Using Other People's Code

One of the things that comes up in any CS class is the use of code off the Internets in coursework. Here's my policy, which is mine — other instructors may differ. Here also are some guidelines to make your use of other people's code better.

You may use any code that you find on the Internet that meets the following conditions. That's not everything, but it's a lot.

  1. The author must have legally and ethically allowed you to use the code.

    • Legally: Under international copyright law, someone who writes code owns it. You can't do anything with it (except maybe read it, if it has been published) unless they give you permission.

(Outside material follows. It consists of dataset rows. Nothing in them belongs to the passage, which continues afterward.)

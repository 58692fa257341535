//! Batch orchestration
//!
//! Coordinates one audit batch:
//! - browser acquisition and shared-context setup
//! - the global phase against the first URL
//! - bounded-concurrency dispatch of page tasks
//! - event emission, abort handling and cleanup

use std::sync::Arc;
use std::time::Duration;

use futures::StreamExt;
use futures::stream::FuturesUnordered;
use log::{debug, error, info, warn};
use serde_json::Value;
use tokio::sync::{OnceCell, Semaphore};
use tokio_util::sync::CancellationToken;

use super::audit_types::{AnalysisRequest, AnalysisResult, AuditError, AuditResult};
use super::backend::{AuditBackend, BrowserBackend};
use super::cancellation::unless_cancelled;
use super::cleanup::{CleanupResult, teardown};
use super::concurrency::ConcurrencyProbe;
use crate::analyzers::{
    DnsTxtCache, HickoryTxtResolver, LinkChecker, http_client, load_engine_script,
};
use crate::audit_events::{AuditStream, EventSink};
use crate::browser_provider::{BrowserSession, BrowsingContext};
use crate::config::AuditConfig;
use crate::utils::constants::GLOBAL_PHASE_UNWIND_GRACE_MS;

/// How a driven batch ended.
#[derive(Debug, Clone, Copy, PartialEq, Eq)]
pub struct BatchOutcome {
    /// RESULT events emitted.
    pub completed: usize,
    pub cancelled: bool,
}

/// Starts audit batches. One orchestrator serves many batches; each batch
/// gets its own browser session, DNS cache and cancellation token.
#[derive(Debug, Clone)]
pub struct BatchOrchestrator {
    config: Arc<AuditConfig>,
    /// Rule engine source, fetched on first use and shared by later batches.
    engine_script: Arc<OnceCell<Arc<str>>>,
}

impl BatchOrchestrator {
    #[must_use]
    pub fn new(config: AuditConfig) -> Self {
        Self {
            config: Arc::new(config),
            engine_script: Arc::new(OnceCell::new()),
        }
    }

    #[must_use]
    pub fn config(&self) -> &AuditConfig {
        &self.config
    }

    /// Validate a JSON request body and start the batch.
    pub fn start_json(&self, body: Value) -> AuditResult<AuditStream> {
        let request = AnalysisRequest::from_json(body)?;
        Ok(self.start(request))
    }

    /// Start a browser-backed batch. Returns immediately; events arrive on
    /// the stream. Dropping the stream aborts the batch.
    #[must_use]
    pub fn start(&self, request: AnalysisRequest) -> AuditStream {
        let cancel = CancellationToken::new();
        let probe = ConcurrencyProbe::new();
        let (sink, rx) = EventSink::new(cancel.clone());

        let config = Arc::clone(&self.config);
        let engine_script = Arc::clone(&self.engine_script);
        let batch_cancel = cancel.clone();
        let batch_probe = Arc::clone(&probe);
        tokio::spawn(async move {
            run_browser_batch(config, engine_script, request, sink, batch_cancel, batch_probe)
                .await;
        });

        AuditStream::new(rx, cancel, probe)
    }

    /// Start a batch against a caller-supplied backend.
    #[must_use]
    pub fn start_with_backend<B: AuditBackend>(
        &self,
        request: AnalysisRequest,
        backend: Arc<B>,
    ) -> AuditStream {
        let cancel = CancellationToken::new();
        let probe = ConcurrencyProbe::new();
        let (sink, rx) = EventSink::new(cancel.clone());

        let concurrency = request
            .settings()
            .effective_concurrency(self.config.max_concurrency());
        let global_timeout = self.config.global_phase_timeout();
        let batch_cancel = cancel.clone();
        let batch_probe = Arc::clone(&probe);
        tokio::spawn(async move {
            drive_batch(
                backend,
                request.urls(),
                concurrency,
                global_timeout,
                &sink,
                &batch_cancel,
                &batch_probe,
            )
            .await;
            sink.close();
        });

        AuditStream::new(rx, cancel, probe)
    }
}

async fn run_browser_batch(
    config: Arc<AuditConfig>,
    engine_script: Arc<OnceCell<Arc<str>>>,
    request: AnalysisRequest,
    sink: EventSink,
    cancel: CancellationToken,
    probe: Arc<ConcurrencyProbe>,
) {
    let settings = request.settings().clone();
    let concurrency = settings.effective_concurrency(config.max_concurrency());
    sink.log(format!(
        "Starting analysis of {} URL(s) with concurrency {concurrency}",
        request.urls().len()
    ));

    let session = match unless_cancelled(&cancel, BrowserSession::acquire(&config)).await {
        Ok(Ok(session)) => Arc::new(session),
        Ok(Err(e)) => {
            sink.error(format!("Failed to start browser: {e:#}"));
            return;
        }
        Err(_) => {
            sink.close();
            return;
        }
    };
    sink.log(if session.is_attached() {
        "Attached to running browser."
    } else {
        "Browser launched."
    });

    let shared_context = match session.shared_context().await {
        Ok(context) => context,
        Err(e) => {
            sink.error(format!("Failed to create browsing context: {e:#}"));
            log_cleanup(teardown(session, BrowsingContext::default_context()).await);
            return;
        }
    };

    let client = match http_client() {
        Ok(client) => client,
        Err(e) => {
            sink.error(format!("{e:#}"));
            log_cleanup(teardown(session, shared_context).await);
            return;
        }
    };

    let engine = engine_script
        .get_or_try_init(|| load_engine_script(config.accessibility_engine(), &client))
        .await
        .map(Arc::clone);
    let engine = match engine {
        Ok(script) => Some(script),
        Err(e) => {
            sink.log(format!(
                "Accessibility engine unavailable, skipping accessibility audits: {e:#}"
            ));
            None
        }
    };

    let backend = Arc::new(BrowserBackend {
        session,
        shared_context,
        config: Arc::clone(&config),
        tags: settings.accessibility_tags(),
        settings,
        engine_script: engine,
        links: LinkChecker::new(client, config.link_check_limit(), config.link_check_timeout()),
        dns: DnsTxtCache::new(Arc::new(HickoryTxtResolver::new(config.dns_timeout()))),
        sink: sink.clone(),
    });

    let outcome = drive_batch(
        Arc::clone(&backend),
        request.urls(),
        concurrency,
        config.global_phase_timeout(),
        &sink,
        &cancel,
        &probe,
    )
    .await;
    debug!(
        "Batch finished: {} result(s), cancelled: {}, DNS domains: {}",
        outcome.completed,
        outcome.cancelled,
        backend.dns.len()
    );

    match Arc::try_unwrap(backend) {
        Ok(backend) => {
            let (session, shared_context) = backend.into_resources();
            log_cleanup(teardown(session, shared_context).await);
        }
        Err(backend) => warn!(
            target: "siteaudit::cleanup",
            "Backend still has {} references, browser closes on drop",
            Arc::strong_count(&backend)
        ),
    }

    sink.close();
}

fn log_cleanup(result: CleanupResult) {
    match result {
        CleanupResult::Success => {
            debug!(target: "siteaudit::cleanup", "Browser cleanup completed successfully");
        }
        CleanupResult::PartialFailure(errors) => {
            warn!(target: "siteaudit::cleanup", "Cleanup completed with failures: {errors:?}");
        }
    }
}

/// Run the global phase and every page task of a batch on `backend`.
///
/// Emits GLOBAL_RESULT (at most once, before any RESULT) and one RESULT per
/// URL. Stops dispatching on abort, lets in-flight tasks unwind, and never
/// closes the sink.
pub async fn drive_batch<B: AuditBackend>(
    backend: Arc<B>,
    urls: &[String],
    concurrency: usize,
    global_timeout: Duration,
    sink: &EventSink,
    cancel: &CancellationToken,
    probe: &Arc<ConcurrencyProbe>,
) -> BatchOutcome {
    let total = urls.len();
    let concurrency = concurrency.max(1);

    if let Some(first) = urls.first() {
        sink.log("Running site-wide analytics detection...");
        let site_cancel = cancel.child_token();
        let mut site = backend.analyze_site(first, &site_cancel);
        let global = tokio::select! {
            biased;
            () = cancel.cancelled() => None,
            outcome = tokio::time::timeout(global_timeout, &mut site) => Some(outcome),
        };
        if !matches!(global, Some(Ok(_))) {
            // stop the phase but let it close its page before dispatch starts
            site_cancel.cancel();
            let grace = Duration::from_millis(GLOBAL_PHASE_UNWIND_GRACE_MS);
            if tokio::time::timeout(grace, site).await.is_err() {
                warn!(
                    target: "siteaudit::cleanup",
                    "Global phase did not unwind within {} ms",
                    grace.as_millis()
                );
            }
        }
        match global {
            None | Some(Ok(Err(AuditError::Cancelled))) => {}
            Some(Ok(Ok(global))) => {
                sink.global_result(global);
            }
            Some(Ok(Err(e))) => {
                sink.log(format!("Global analysis failed, continuing: {e}"));
            }
            Some(Err(_)) => {
                sink.log(format!(
                    "Global analysis timed out after {} ms, continuing",
                    global_timeout.as_millis()
                ));
            }
        }
    }

    let semaphore = Arc::new(Semaphore::new(concurrency));
    let mut queue = urls.iter().cloned();
    let mut active_tasks = FuturesUnordered::new();
    let mut completed = 0usize;

    loop {
        // Fill up to concurrency limit
        while !cancel.is_cancelled() && active_tasks.len() < concurrency {
            let Some(url) = queue.next() else {
                break;
            };

            let permit = if let Ok(p) = Arc::clone(&semaphore).acquire_owned().await {
                p
            } else {
                error!("Semaphore closed unexpectedly");
                break;
            };

            let backend = Arc::clone(&backend);
            let task_cancel = cancel.clone();
            let task_probe = Arc::clone(probe);
            let task_url = url.clone();
            let handle = tokio::spawn(async move {
                let _permit = permit;
                let _running = task_probe.enter();
                backend.analyze_page(&task_url, &task_cancel).await
            });

            active_tasks.push(async move { (url, handle.await) });
        }

        let Some((url, joined)) = active_tasks.next().await else {
            break;
        };

        let result = match joined {
            Ok(Some(result)) => Some(result),
            Ok(None) => None,
            Err(e) if e.is_panic() && !cancel.is_cancelled() => {
                error!("Analysis task for {url} panicked: {e}");
                Some(AnalysisResult::failed(
                    url.as_str(),
                    format!("Analysis task panicked: {e}"),
                ))
            }
            Err(e) => {
                debug!("Analysis task for {url} ended without a result: {e}");
                None
            }
        };

        if let Some(result) = result
            && !cancel.is_cancelled()
            && sink.result(result)
        {
            completed += 1;
        }
    }

    let cancelled = cancel.is_cancelled();
    if cancelled {
        info!("Batch aborted after {completed}/{total} result(s)");
    } else {
        sink.log(format!("All tasks completed ({completed}/{total})"));
    }

    BatchOutcome {
        completed,
        cancelled,
    }
}
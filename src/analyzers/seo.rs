//! On-page SEO checks.
//!
//! Pure and deterministic: headings, title and meta description in, issue
//! strings out. Issues are reported in a fixed order (H1 count, heading
//! order, title, meta description).

use crate::audit_engine::audit_types::Heading;

/// Shortest meta description not flagged as too short, in characters.
pub const META_DESCRIPTION_MIN: usize = 50;
/// Longest meta description not flagged as too long, in characters.
pub const META_DESCRIPTION_MAX: usize = 160;

const HEADING_EXCERPT_CHARS: usize = 30;

#[must_use]
pub fn analyze_seo(headings: &[Heading], title: &str, meta_description: Option<&str>) -> Vec<String> {
    let mut issues = Vec::new();

    let h1_count = headings.iter().filter(|h| h.level == 1).count();
    match h1_count {
        0 => issues.push("No H1 tag found.".to_string()),
        1 => {}
        n => issues.push(format!("Found {n} H1 tags. Recommended: 1.")),
    }

    let mut previous: Option<u8> = None;
    for heading in headings {
        match previous {
            None if heading.level != 1 => {
                issues.push(format!("First heading is {}, should be h1.", heading.tag));
            }
            Some(prev) if heading.level > prev + 1 => {
                issues.push(format!(
                    "Skipped heading level: h{prev} -> h{} (at \"{}...\")",
                    heading.level,
                    excerpt(&heading.text)
                ));
            }
            _ => {}
        }
        previous = Some(heading.level);
    }

    if title.trim().is_empty() {
        issues.push("Page title is missing or empty.".to_string());
    }

    match meta_description.map(str::trim).filter(|d| !d.is_empty()) {
        None => issues.push("Meta description is missing.".to_string()),
        Some(description) => {
            let length = description.chars().count();
            if length < META_DESCRIPTION_MIN {
                issues.push(format!(
                    "Meta description is too short ({length} characters, minimum {META_DESCRIPTION_MIN})."
                ));
            } else if length > META_DESCRIPTION_MAX {
                issues.push(format!(
                    "Meta description is too long ({length} characters, maximum {META_DESCRIPTION_MAX})."
                ));
            }
        }
    }

    issues
}

fn excerpt(text: &str) -> String {
    text.chars().take(HEADING_EXCERPT_CHARS).collect()
}
//! Read side of the audit stream.
//!
//! Dropping an [`AuditStream`] cancels its batch, which is how a client
//! disconnect reaches the running tasks.

use std::pin::Pin;
use std::sync::Arc;
use std::task::{Context, Poll};

use futures::Stream;
use tokio::sync::mpsc::UnboundedReceiver;
use tokio_util::sync::{CancellationToken, DropGuard};

use super::types::AuditEvent;
use crate::audit_engine::concurrency::ConcurrencyProbe;

pub struct AuditStream {
    rx: UnboundedReceiver<AuditEvent>,
    cancel: CancellationToken,
    probe: Arc<ConcurrencyProbe>,
    finished: bool,
    _guard: DropGuard,
}

impl AuditStream {
    pub(crate) fn new(
        rx: UnboundedReceiver<AuditEvent>,
        cancel: CancellationToken,
        probe: Arc<ConcurrencyProbe>,
    ) -> Self {
        let guard = cancel.clone().drop_guard();
        Self {
            rx,
            cancel,
            probe,
            finished: false,
            _guard: guard,
        }
    }

    /// Signal abort. Dispatch stops and in-flight tasks exit silently at
    /// their next checkpoint.
    pub fn abort(&self) {
        self.cancel.cancel();
    }

    /// Token that aborts this batch when cancelled.
    #[must_use]
    pub fn abort_handle(&self) -> CancellationToken {
        self.cancel.clone()
    }

    #[must_use]
    pub fn is_aborted(&self) -> bool {
        self.cancel.is_cancelled()
    }

    /// In-flight task counters for this batch.
    #[must_use]
    pub fn probe(&self) -> Arc<ConcurrencyProbe> {
        Arc::clone(&self.probe)
    }

    /// Encoded wire lines, `Done` elided.
    pub fn into_wire_lines(self) -> impl Stream<Item = String> + Send + 'static {
        use futures::StreamExt;

        self.filter_map(|event| async move {
            match event.to_wire_line() {
                Ok(line) => line,
                Err(e) => {
                    log::error!(target: "siteaudit::stream", "Failed to encode event: {e}");
                    None
                }
            }
        })
    }
}

impl Stream for AuditStream {
    type Item = AuditEvent;

    fn poll_next(mut self: Pin<&mut Self>, cx: &mut Context<'_>) -> Poll<Option<Self::Item>> {
        if self.finished {
            return Poll::Ready(None);
        }
        match self.rx.poll_recv(cx) {
            Poll::Ready(Some(AuditEvent::Done)) => {
                self.finished = true;
                Poll::Ready(Some(AuditEvent::Done))
            }
            Poll::Ready(None) => {
                self.finished = true;
                Poll::Ready(None)
            }
            other => other,
        }
    }
}

impl std::fmt::Debug for AuditStream {
    fn fmt(&self, f: &mut std::fmt::Formatter<'_>) -> std::fmt::Result {
        f.debug_struct("AuditStream")
            .field("finished", &self.finished)
            .field("aborted", &self.cancel.is_cancelled())
            .finish_non_exhaustive()
    }
}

      Permission comes as a license: the author must say that you can use the code. A license may have conditions that you must meet.

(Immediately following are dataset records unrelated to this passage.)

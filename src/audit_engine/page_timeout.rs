//! Timeout utilities for page operations
//!
//! Provides async timeout wrappers to prevent indefinite hangs during
//! page navigation, evaluation and other browser operations.

use anyhow::Result;
use std::future::Future;
use std::time::Duration;
use tokio::time::error::Elapsed;

/// Wrap an async page operation with an explicit timeout
///
/// Returns proper error messages distinguishing between timeout and
/// operation failures.
///
/// # Arguments
/// * `operation` - The async Future to execute with a timeout
/// * `timeout` - Budget for the operation
/// * `operation_name` - Human-readable name for error messages
pub async fn with_page_timeout<F, T>(
    operation: F,
    timeout: Duration,
    operation_name: &str,
) -> Result<T>
where
    F: Future<Output = Result<T>>,
{
    match tokio::time::timeout(timeout, operation).await {
        Ok(result) => result,
        Err(_) => Err(anyhow::anyhow!(
            "{operation_name} timeout after {} ms",
            timeout.as_millis()
        )),
    }
}

/// Race a whole page analysis against its budget.
///
/// On expiry the future is dropped and whatever it had built is discarded;
/// underlying browser work may keep running until the page is closed.
pub async fn race_page_budget<F>(budget: Duration, analysis: F) -> Result<F::Output, Elapsed>
where
    F: Future,
{
    tokio::time::timeout(budget, analysis).await
}
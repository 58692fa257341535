pub mod analyzers;
pub mod audit_engine;
pub mod audit_events;
pub mod browser_provider;
pub mod browser_setup;
pub mod config;
pub mod page_extractor;
pub mod server;
pub mod sitemap;
pub mod utils;

pub use analyzers::{
    DnsTxtCache, HickoryTxtResolver, LinkCheckReport, LinkChecker, TxtResolver, analyze_seo,
};
pub use audit_engine::{
    AnalysisRequest, AnalysisResult, AnalysisSettings, AuditBackend, AuditError, AuditResult,
    BatchOrchestrator, BatchOutcome, GlobalResult,
};
pub use audit_events::{AuditEvent, AuditStream, EventSink};
pub use browser_setup::{
    connect_browser, download_managed_browser, find_browser_executable, launch_browser,
};
pub use config::{AccessibilityEngineSource, AuditConfig, BrowserEngine, ContextStrategy};
pub use sitemap::{SitemapDiscovery, SitemapError, SitemapResponse};

/// Start a browser-backed audit of `request` with `config`.
///
/// Convenience wrapper for one-off batches; long-lived callers should keep a
/// [`BatchOrchestrator`] so the accessibility engine is fetched once.
#[must_use]
pub fn audit(config: AuditConfig, request: AnalysisRequest) -> AuditStream {
    BatchOrchestrator::new(config).start(request)
}
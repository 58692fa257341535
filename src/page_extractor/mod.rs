//! Page data extraction functions.
//!
//! In-page JavaScript, navigation waits, bounded auto-scroll and responsive
//! screenshots for audited pages.

// Sub-modules
pub mod extractors;
pub mod js_scripts;
pub mod page_data;

// Re-exports for public API
pub use extractors::{
    NavigationOutcome, Viewport, auto_scroll, capture_responsive_screenshots, evaluate_json,
    extract_global_scan, extract_page_data, navigate,
};
pub use page_data::{GlobalScan, PageData};
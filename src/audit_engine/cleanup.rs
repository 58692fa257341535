//! Browser and resource cleanup functionality
//!
//! Every step is attempted regardless of earlier failures.

use std::sync::Arc;

use log::{debug, warn};

use crate::browser_provider::{BrowserSession, BrowsingContext};

/// Result of cleanup operations
#[derive(Debug, Clone, PartialEq, Eq)]
pub enum CleanupResult {
    /// All cleanup operations succeeded
    Success,
    /// Some cleanup operations failed, with error details
    PartialFailure(Vec<String>),
}

impl CleanupResult {
    fn from_errors(errors: Vec<String>) -> Self {
        if errors.is_empty() {
            Self::Success
        } else {
            Self::PartialFailure(errors)
        }
    }
}

/// Close the shared context, close the browser, remove a generated profile
/// directory and stop the CDP handler.
pub async fn teardown(session: Arc<BrowserSession>, shared_context: BrowsingContext) -> CleanupResult {
    let mut errors = Vec::new();

    debug!(target: "siteaudit::cleanup", "Closing shared browsing context");
    if let Err(e) = session.close_context(&shared_context).await {
        warn!(target: "siteaudit::cleanup", "Failed to close shared context: {e:#}");
        errors.push(format!("Context close failed: {e:#}"));
    }

    match Arc::try_unwrap(session) {
        Ok(mut session) => {
            debug!(target: "siteaudit::cleanup", "Closing browser");
            if let Err(e) = session.close_browser().await {
                warn!(target: "siteaudit::cleanup", "Failed to close browser: {e:#}");
                errors.push(format!("Browser close failed: {e:#}"));
            }

            if let Some(dir) = session.owned_profile_dir() {
                debug!(target: "siteaudit::cleanup", "Removing profile directory {}", dir.display());
                if let Err(e) = tokio::fs::remove_dir_all(dir).await {
                    warn!(target: "siteaudit::cleanup", "Failed to remove profile directory: {e}");
                    errors.push(format!("Directory cleanup failed: {e}"));
                }
            }

            session.disconnect();
        }
        Err(shared) => {
            // a task outlived the batch; the session closes when its last reference drops
            warn!(
                target: "siteaudit::cleanup",
                "Browser session still has {} references, deferring close",
                Arc::strong_count(&shared)
            );
            errors.push("Browser close deferred: session still referenced".to_string());
        }
    }

    CleanupResult::from_errors(errors)
}

#[cfg(test)]
mod tests {
    use super::*;

    #[test]
    fn result_reflects_collected_errors() {
        assert_eq!(CleanupResult::from_errors(Vec::new()), CleanupResult::Success);
        assert_eq!(
            CleanupResult::from_errors(vec!["x".into()]),
            CleanupResult::PartialFailure(vec!["x".into()])
        );
    }
}
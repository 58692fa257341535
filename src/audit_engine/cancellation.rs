//! Cooperative cancellation checkpoints.

use tokio_util::sync::CancellationToken;

use super::audit_types::{AuditError, AuditResult};

/// Return `Err(AuditError::Cancelled)` once the batch has been aborted.
///
/// Called right after every suspension point in a page task.
#[inline]
pub fn checkpoint(cancel: &CancellationToken) -> AuditResult<()> {
    if cancel.is_cancelled() {
        Err(AuditError::Cancelled)
    } else {
        Ok(())
    }
}

/// Await `operation` unless the batch is aborted first.
pub async fn unless_cancelled<F, T>(cancel: &CancellationToken, operation: F) -> AuditResult<T>
where
    F: std::future::Future<Output = T>,
{
    tokio::select! {
        biased;
        () = cancel.cancelled() => Err(AuditError::Cancelled),
        value = operation => Ok(value),
    }
}

#[cfg(test)]
mod tests {
    use super::*;

    #[tokio::test]
    async fn cancelled_token_short_circuits() {
        let cancel = CancellationToken::new();
        assert!(checkpoint(&cancel).is_ok());
        cancel.cancel();
        assert!(matches!(checkpoint(&cancel), Err(AuditError::Cancelled)));
        let outcome = unless_cancelled(&cancel, std::future::pending::<()>()).await;
        assert!(matches!(outcome, Err(AuditError::Cancelled)));
    }
}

      Sometimes the license is implicit: for example, posts to StackOverflow are covered by a blanket license statement from StackOverflow that the poster agrees to by posting. But you have to have a license.

    • Ethically: If it is clear that the author would not want you to use the code, you must not use it even if they somehow accidentally gave you a license. Your use of the code should be in a way that treats the author fairly: for example, critique of the code should be polite and honest.

  2. You must attribute the code. That is, you must say what you got and where you got it from, in a way that allows me and others to find it later.

    Usually the right way to attribute someone else's code is to put a comment in your code with the URL you retrieved it from. If the URL is potentially going to change or you got the code from somewhere else, the comment needs more detail.

  3. You must understand the code. You shouldn't be using code unless you could write something similar yourself once you have understood what it is doing. This is extra-important for StackOverflow posts, which are usually a useful fact surrounded in terrible code with bugs and bad style.

  4. In general it is better use of your time to look at other people's code, understand it, and write your own code using your new understanding. You must still put in attribution so that other people can find your inspiration.

  5. If you turn in something that is mostly someone else's code, but is attributed, you will not be penalized. But you won't get many points for it, either. To get a good score you should have written most of your code yourself.

Hopefully this is clear. Have fun with the Internets!